Hugh B. Bloom, a drunken soldier of the Federal army, returning to his regiment, muttered some offensive words in the presence of Heyward's men. Bloom was immediately dragged from the steamboat upon which he was traveling and carried before Heyward.

Heyward improvised a military court, tried the drunken man, and condemned him to immediate death.

Whilst the poor wretch was unconscious of his condition, disqualified for self-defence, and unable to understand the fearful nature of his peril; he was hurried off to the most public place on the river side; the people of the town, trembling with fear, were compelled to witness the horrid scene.

The worst was yet to come. Old and respectable citizens, because known for their quiet demeanor and hatred of violence, were dragged down to witness the horrid spectacle. Twelve of these gentlemen were presented with muskets, and commanded to fire at the trembling inebriate sitting upon his coffin.
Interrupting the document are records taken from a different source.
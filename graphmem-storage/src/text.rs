// Copyright 2025 Graphmem (https://github.com/graphmem)
//
// This program is free software: you can redistribute it and/or modify
// it under the terms of the GNU Affero General Public License as published by
// the Free Software Foundation, either version 3 of the License, or
// (at your option) any later version.
//
// This program is distributed in the hope that it will be useful,
// but WITHOUT ANY WARRANTY; without even the implied warranty of
// MERCHANTABILITY or FITNESS FOR A PARTICULAR PURPOSE. See the
// GNU Affero General Public License for more details.
//
// You should have received a copy of the GNU Affero General Public License
// along with this program. If not, see <https://www.gnu.org/licenses/>.

//! Query tokenisation and accent folding for graph search.

use regex::Regex;
use std::collections::HashSet;
use std::sync::LazyLock;
use unicode_normalization::char::is_combining_mark;
use unicode_normalization::UnicodeNormalization;

static WORD_RUNS: LazyLock<Regex> =
    LazyLock::new(|| Regex::new(r"\p{L}+").expect("word pattern"));

/// Tokens extracted from a search query, in raw (lowercased) and
/// accent-folded forms. The two vectors are index-aligned.
#[derive(Debug, Clone, Default)]
pub struct QueryTokens {
    pub raw: Vec<String>,
    pub normalized: Vec<String>,
}

impl QueryTokens {
    pub fn is_empty(&self) -> bool {
        self.raw.is_empty()
    }

    /// Raw and normalized forms, deduplicated, for CONTAINS matching.
    pub fn all_forms(&self) -> Vec<String> {
        let mut seen = HashSet::new();
        let mut out = Vec::new();
        for token in self.raw.iter().chain(self.normalized.iter()) {
            if seen.insert(token.clone()) {
                out.push(token.clone());
            }
        }
        out
    }
}

/// Lowercase, NFKD-decompose and strip combining marks: `é→e`, `ç→c`, `ü→u`.
pub fn fold(text: &str) -> String {
    text.to_lowercase()
        .nfkd()
        .filter(|c| !is_combining_mark(*c))
        .collect()
}

/// Tokenise a query: Unicode letter runs, lowercased; stopwords and tokens
/// shorter than two characters are dropped.
pub fn tokenize(query: &str, stopwords: &HashSet<String>) -> QueryTokens {
    let mut tokens = QueryTokens::default();

    for m in WORD_RUNS.find_iter(query) {
        let raw = m.as_str().to_lowercase();
        if raw.chars().count() < 2 {
            continue;
        }
        let normalized = fold(&raw);
        if stopwords.contains(&raw) || stopwords.contains(&normalized) {
            continue;
        }
        tokens.raw.push(raw);
        tokens.normalized.push(normalized);
    }

    tokens
}

/// Escape Lucene query syntax so tokens are treated as literal text.
pub fn escape_lucene(text: &str) -> String {
    let special: &[char] = &[
        '+', '-', '&', '|', '!', '(', ')', '{', '}', '[', ']', '^', '"', '~', '*', '?', ':',
        '\\', '/',
    ];
    let mut out = String::with_capacity(text.len());
    for c in text.chars() {
        if special.contains(&c) {
            out.push('\\');
        }
        out.push(c);
    }
    out
}

/// Build the stopword set for the configured languages.
pub fn build_stopwords(langs: &[String]) -> HashSet<String> {
    let mut set = HashSet::new();
    for lang in langs {
        let language = match lang.to_lowercase().as_str() {
            "french" | "fr" => stop_words::LANGUAGE::French,
            "english" | "en" => stop_words::LANGUAGE::English,
            "german" | "de" => stop_words::LANGUAGE::German,
            "spanish" | "es" => stop_words::LANGUAGE::Spanish,
            "italian" | "it" => stop_words::LANGUAGE::Italian,
            other => {
                tracing::warn!(language = %other, "Unknown stopword language, skipping");
                continue;
            }
        };
        set.extend(stop_words::get(language));
    }
    set
}

#[cfg(test)]
mod tests {
    use super::*;

    fn fr_en() -> HashSet<String> {
        build_stopwords(&["french".to_string(), "english".to_string()])
    }

    #[test]
    fn folding_strips_accents() {
        assert_eq!(fold("Réversibilité"), "reversibilite");
        assert_eq!(fold("Çà et là"), "ca et la");
        assert_eq!(fold("Über"), "uber");
    }

    #[test]
    fn tokenize_drops_stopwords_and_short_tokens() {
        let tokens = tokenize("Quelles sont les conditions de résiliation ?", &fr_en());
        assert!(tokens.raw.contains(&"conditions".to_string()));
        assert!(tokens.raw.contains(&"résiliation".to_string()));
        assert!(tokens.normalized.contains(&"resiliation".to_string()));
        assert!(!tokens.raw.contains(&"les".to_string()));
        assert!(!tokens.raw.contains(&"de".to_string()));
    }

    #[test]
    fn tokenize_keeps_letters_only() {
        let tokens = tokenize("contrat 2024-05-01 №42", &HashSet::new());
        assert_eq!(tokens.raw, vec!["contrat".to_string()]);
    }

    #[test]
    fn folded_and_unfolded_queries_agree() {
        let stopwords = fr_en();
        let folded = tokenize("reversibilite", &stopwords);
        let unfolded = tokenize("réversibilité", &stopwords);
        assert_eq!(folded.normalized, unfolded.normalized);
    }

    #[test]
    fn lucene_escaping_covers_operators() {
        assert_eq!(escape_lucene("a+b"), "a\\+b");
        assert_eq!(escape_lucene("quote\"me"), "quote\\\"me");
        assert_eq!(escape_lucene("plain"), "plain");
    }

    #[test]
    fn all_forms_dedups() {
        let tokens = tokenize("contrat contrat résiliation", &HashSet::new());
        let forms = tokens.all_forms();
        let unique: HashSet<_> = forms.iter().collect();
        assert_eq!(unique.len(), forms.len());
        assert!(forms.contains(&"resiliation".to_string()));
    }
}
To enforce this fiendish order to make private gentlemen commit public murder, Heyward's brigands were placed immediately behind the squad of private citizens and commanded to fire upon the first who hesitated to fire at Bloom. As the shuddering man sank down beneath the terrible volley of musketry, Heyward turned upon the people and warned them of their impending fate in the murder of this man.

The spectacle was revolting in itself. It was terrible in view of the fact, that these militia were unauthorized by law for any such purpose; that the execution was without the shadow of law, that the victim was a Union soldier, who had committed no offence; that the men who were forced to do this horrid work were unwilling to commit the crime, and protested against being made the instruments of such bloody horror. But how ineffably shocking that the perpetrator, Heyward, should be a member of a Christian church, and assume the office of Sabbath-school teacher; that little children should look upon the horrible visage of the murderous wretch as their instructor.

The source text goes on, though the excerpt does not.